(Entries taken from a collection)
━━━━━━━━━━━━━━━━━━━━
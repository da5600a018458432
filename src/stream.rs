//! Chunked stream drivers wiring the per-character encode/decode pipeline
//! to a `Read`/`Write` pair: whitespace filtering on the way in,
//! pretty-printing on the way out.

use std::io::{Read, Write};

use crate::cipher::Cipher;
use crate::decode::decode_one;
use crate::encode::encode_one;
use crate::error::{CipherError, Warning};
use crate::format::LineFormatter;
use crate::CHUNK_SIZE;

/// How many trailing ciphertext bytes the decoder keeps buffered so a
/// sequence's termination is never starved of lookahead. Twice
/// [`crate::MAX_ENCODED_LEN`] covers a fragment preceded by its own
/// hyphenation escape.
const DECODE_LOOKAHEAD: usize = 2 * crate::MAX_ENCODED_LEN;

/// Encode everything read from `input` into `output`, pretty-printed.
/// Returns any non-fatal warnings collected along the way.
pub fn encode_stream<R: Read, W: Write>(
    cipher: &mut Cipher,
    input: &mut R,
    output: &mut W,
) -> Result<Vec<Warning>, CipherError> {
    let significant = read_significant_chars(input)?;
    let mut formatter = LineFormatter::new();
    let mut out = Vec::new();

    let mut chars = significant.iter().copied().peekable();
    while let Some(c) = chars.next() {
        let next = chars.peek().copied();
        let frag = encode_one(cipher, c, next)?;
        formatter.push_all(&mut out, &frag);
    }
    formatter.finish(&mut out);
    output.write_all(&out)?;
    Ok(cipher.take_warnings())
}

/// Read all of `input`, dropping whitespace. Case is left untouched: a
/// lowercase byte is not in the subkey alphabet and must surface as
/// [`CipherError::UnencodableChar`], not be silently rewritten.
fn read_significant_chars<R: Read>(input: &mut R) -> Result<Vec<u8>, CipherError> {
    let mut raw = Vec::new();
    let mut chunk = vec![0u8; CHUNK_SIZE];
    loop {
        let n = input.read(&mut chunk)?;
        if n == 0 {
            break;
        }
        raw.extend_from_slice(&chunk[..n]);
    }
    Ok(raw.into_iter().filter(|b| !b.is_ascii_whitespace()).collect())
}

/// Decode everything read from `input` into `output`, ignoring any
/// whitespace used to pretty-print the ciphertext.
pub fn decode_stream<R: Read, W: Write>(
    cipher: &mut Cipher,
    input: &mut R,
    output: &mut W,
) -> Result<(), CipherError> {
    let mut buffer: Vec<u8> = Vec::new();
    let mut chunk = vec![0u8; CHUNK_SIZE];
    let mut eof = false;

    loop {
        while !eof && buffer.len() < DECODE_LOOKAHEAD {
            let n = input.read(&mut chunk)?;
            if n == 0 {
                eof = true;
                break;
            }
            buffer.extend(chunk[..n].iter().copied().filter(|b| !b.is_ascii_whitespace()));
        }
        if buffer.is_empty() {
            break;
        }
        let (used, out) = decode_one(cipher, &buffer)?;
        buffer.drain(..used);
        if let Some(c) = out {
            output.write_all(&[c])?;
        }
    }
    output.write_all(b"\n")?;
    Ok(())
}
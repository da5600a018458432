use criterion::{criterion_group, criterion_main, Criterion};

use handycipher::{encode_stream, Cipher, CipherOptions};

const SAMPLE_TEXT: &[u8] = b"THE QUICK, BROWN FOX JUMPS OVER THE LAZY DOG? YES-IT DOES.";

fn fresh_cipher(core: bool) -> Cipher {
    Cipher::new(handycipher::key::KEYSET, CipherOptions { core, trace: false })
        .expect("the default keyset is always a valid key")
}

pub fn criterion_benchmark(c: &mut Criterion) {
    c.bench_function("encode_stream salted", |b| {
        b.iter(|| {
            let mut cipher = fresh_cipher(false);
            let mut out = Vec::new();
            encode_stream(&mut cipher, &mut &SAMPLE_TEXT[..], &mut out).unwrap();
        })
    });

    c.bench_function("encode_stream core", |b| {
        b.iter(|| {
            let mut cipher = fresh_cipher(true);
            let mut out = Vec::new();
            encode_stream(&mut cipher, &mut &SAMPLE_TEXT[..], &mut out).unwrap();
        })
    });

    c.bench_function("encode + decode round trip", |b| {
        b.iter(|| {
            let mut enc = fresh_cipher(false);
            let mut ciphertext = Vec::new();
            encode_stream(&mut enc, &mut &SAMPLE_TEXT[..], &mut ciphertext).unwrap();

            let mut dec = fresh_cipher(false);
            let mut plaintext = Vec::new();
            handycipher::decode_stream(&mut dec, &mut &ciphertext[..], &mut plaintext).unwrap();
        })
    });
}

criterion_group!(benches, criterion_benchmark);
criterion_main!(benches);
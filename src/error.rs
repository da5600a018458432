//! Error and warning types shared by every stage of the cipher pipeline.

use std::fmt;
use std::io;

/// Fatal conditions, per the error kinds enumerated for key validation,
/// encoding, decoding and I/O.
#[derive(Debug)]
pub enum CipherError {
    /// The key was not exactly [`crate::KEY_LEN`] bytes long.
    InvalidKeyLength { expected: usize, found: usize },
    /// A key byte fell outside `{A..Y, a..y, ^}`.
    InvalidKeyChar(u8),
    /// A key byte appeared more than once.
    RepeatedKeyChar(u8),
    /// A plaintext byte has no code in the subkey alphabet.
    UnencodableChar(u8),
    /// Both the character and `-` collide with the previous code under the
    /// product-equals-16 rule; no hyphenation escape exists.
    HyphenationFailure(u8),
    /// A decoded sequence ran past 4 non-null characters still on the same
    /// line.
    DecoderTooManyOnLine,
    /// Two consecutive off-line characters appeared in one sequence.
    DecoderDoubleNoise,
    /// A ciphertext byte was neither a code, a null, nor (in non-core mode)
    /// an unused letter.
    DecoderInvalidChar(u8),
    /// The PRNG could not be seeded from OS entropy.
    Entropy(io::Error),
    /// Reading from or writing to a stream failed.
    Io(io::Error),
}

impl fmt::Display for CipherError {
    fn fmt(&self, f: &mut fmt::Formatter<'_>) -> fmt::Result {
        match self {
            Self::InvalidKeyLength { expected, found } => {
                write!(f, "key must be {expected} bytes, found {found}")
            }
            Self::InvalidKeyChar(c) => write!(f, "invalid character in key -- {}", show(*c)),
            Self::RepeatedKeyChar(c) => write!(f, "repeated character in key -- {}", show(*c)),
            Self::UnencodableChar(c) => write!(f, "cannot code character -- {}", show(*c)),
            Self::HyphenationFailure(c) => {
                write!(f, "cannot hyphenate character -- {}", show(*c))
            }
            Self::DecoderTooManyOnLine => write!(f, "invalid sequence -- too many characters"),
            Self::DecoderDoubleNoise => write!(f, "invalid sequence -- bad noise"),
            Self::DecoderInvalidChar(c) => {
                write!(f, "invalid input character -- {}", show(*c))
            }
            Self::Entropy(e) => write!(f, "cannot initialize random source: {e}"),
            Self::Io(e) => write!(f, "I/O error: {e}"),
        }
    }
}

impl std::error::Error for CipherError {
    fn source(&self) -> Option<&(dyn std::error::Error + 'static)> {
        match self {
            Self::Entropy(e) | Self::Io(e) => Some(e),
            _ => None,
        }
    }
}

impl From<io::Error> for CipherError {
    fn from(e: io::Error) -> Self {
        Self::Io(e)
    }
}

fn show(c: u8) -> String {
    if c.is_ascii_graphic() || c == b' ' {
        format!("'{}'", c as char)
    } else {
        format!("{c:#04x}")
    }
}

/// Non-fatal conditions the caller may want to surface.
#[derive(Debug, Clone, Copy, PartialEq, Eq)]
pub enum Warning {
    /// The null budget for one character was exhausted before all fragment
    /// characters could be salted; the remainder was emitted unsalted.
    NullSaltSaturated,
}

impl fmt::Display for Warning {
    fn fmt(&self, f: &mut fmt::Formatter<'_>) -> fmt::Result {
        match self {
            Self::NullSaltSaturated => {
                write!(f, "salt buffer full -- randomizer may lack uniformity")
            }
        }
    }
}
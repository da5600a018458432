//! The fixed combinatorial structure of the 5x5 code matrix torus: the 20
//! lines (columns, rows, and the two diagonal families, each wrapping) and
//! the 8 knight-jump (non-colinear) neighbors of every cell.
//!
//! Every table here is load-bearing for reproducibility: the encoder and
//! decoder must agree bit-for-bit on which cells are colinear, so these
//! tables are pinned exactly to the reference construction rather than
//! derived at runtime.

use crate::{KNIGHT_DEGREE, LINE_LEN, MATRIX_LEN, NUM_LINES};

/// The 20 lines over the 5x5 torus, as cell indices `0..25` (row-major).
/// Columns (0-4), rows (5-9), right diagonals (10-14), left diagonals
/// (15-19).
pub const LINES: [[u8; LINE_LEN]; NUM_LINES] = [
    [0, 5, 10, 15, 20],
    [1, 6, 11, 16, 21],
    [2, 7, 12, 17, 22],
    [3, 8, 13, 18, 23],
    [4, 9, 14, 19, 24],
    [0, 1, 2, 3, 4],
    [5, 6, 7, 8, 9],
    [10, 11, 12, 13, 14],
    [15, 16, 17, 18, 19],
    [20, 21, 22, 23, 24],
    [0, 6, 12, 18, 24],
    [1, 7, 13, 19, 20],
    [2, 8, 14, 15, 21],
    [3, 9, 10, 16, 22],
    [4, 5, 11, 17, 23],
    [0, 9, 13, 17, 21],
    [1, 5, 14, 18, 22],
    [2, 6, 10, 19, 23],
    [3, 7, 11, 15, 24],
    [4, 8, 12, 16, 20],
];

/// For each of the 25 cells, its 8 knight-jump (non-colinear) neighbors.
pub const KNIGHT: [[u8; KNIGHT_DEGREE]; MATRIX_LEN] = [
    [7, 8, 11, 14, 16, 19, 22, 23],
    [8, 9, 10, 12, 15, 17, 23, 24],
    [5, 9, 11, 13, 16, 18, 20, 24],
    [5, 6, 12, 14, 17, 19, 20, 21],
    [6, 7, 10, 13, 15, 18, 21, 22],
    [2, 3, 12, 13, 16, 19, 21, 24],
    [3, 4, 13, 14, 15, 17, 20, 22],
    [0, 4, 10, 14, 16, 18, 21, 23],
    [0, 1, 10, 11, 17, 19, 22, 24],
    [1, 2, 11, 12, 15, 18, 20, 23],
    [1, 4, 7, 8, 17, 18, 21, 24],
    [0, 2, 8, 9, 18, 19, 20, 22],
    [1, 3, 5, 9, 15, 19, 21, 23],
    [2, 4, 5, 6, 15, 16, 22, 24],
    [0, 3, 6, 7, 16, 17, 20, 23],
    [1, 4, 6, 9, 12, 13, 22, 23],
    [0, 2, 5, 7, 13, 14, 23, 24],
    [1, 3, 6, 8, 10, 14, 20, 24],
    [2, 4, 7, 9, 10, 11, 20, 21],
    [0, 3, 5, 8, 11, 12, 21, 22],
    [2, 3, 6, 9, 11, 14, 17, 18],
    [3, 4, 5, 7, 10, 12, 18, 19],
    [0, 4, 6, 8, 11, 13, 15, 19],
    [0, 1, 7, 9, 12, 14, 15, 16],
    [1, 2, 5, 8, 10, 13, 16, 17],
];

/// Find the position (`0..25`) of character `c` in `matrix`, if present.
pub fn pos_of(matrix: &[u8; MATRIX_LEN], c: u8) -> Option<u8> {
    matrix.iter().position(|&x| x == c).map(|i| i as u8)
}

/// True if character `c` lies somewhere on line `dir`.
pub fn has_direction(matrix: &[u8; MATRIX_LEN], c: u8, dir: usize) -> bool {
    LINES[dir].iter().any(|&p| matrix[p as usize] == c)
}

/// The unique line containing both `a` and `b`, or `None` if they are not
/// colinear.
pub fn get_direction(matrix: &[u8; MATRIX_LEN], a: u8, b: u8) -> Option<usize> {
    LINES.iter().position(|line| {
        let mut found = 0;
        for &p in line {
            let c = matrix[p as usize];
            if c == a || c == b {
                found += 1;
            }
        }
        found == 2
    })
}

/// The column (`0..5`) containing `c`, if present in `matrix`.
pub fn get_column(matrix: &[u8; MATRIX_LEN], c: u8) -> Option<usize> {
    pos_of(matrix, c).map(|p| (p % 5) as usize)
}

/// True iff `a` and `b` share a line, i.e. `b` is not a knight-jump
/// neighbor of `a`. Panics if `a` is not in `matrix` (callers only ever
/// call this with characters already known to be on the matrix).
pub fn colinear(matrix: &[u8; MATRIX_LEN], a: u8, b: u8) -> bool {
    let pa = pos_of(matrix, a).expect("colinear: character not on code matrix") as usize;
    !KNIGHT[pa].iter().any(|&k| matrix[k as usize] == b)
}

/// A short label for direction `dir` (`C1..C5` columns, `R1..R5` rows,
/// `D1..D10` diagonals), matching the reference implementation's
/// `trace_direction`.
pub fn direction_label(dir: usize) -> String {
    if dir < 5 {
        format!("C{}", dir + 1)
    } else if dir < 10 {
        format!("R{}", dir - 4)
    } else {
        format!("D{}", dir - 9)
    }
}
━━━━━━━━━━━━━━━━━━━━
The first line of the entries above marks where to begin; repeat each line exactly through the one that contains "use crate::format::LineFormatter;", and include that line.

repository da5600a018458432
filename src/stream.rs
//! Chunked stream drivers wiring the per-character encode/decode pipeline
//! to a `Read`/`Write` pair: whitespace filtering on the way in,
//! pretty-printing on the way out.

use std::io::{Read, Write};

use crate::cipher::Cipher;
use crate::decode::decode_one;
use crate::encode::encode_one;
use crate::error::{CipherError, Warning};
use crate::format::LineFormatter;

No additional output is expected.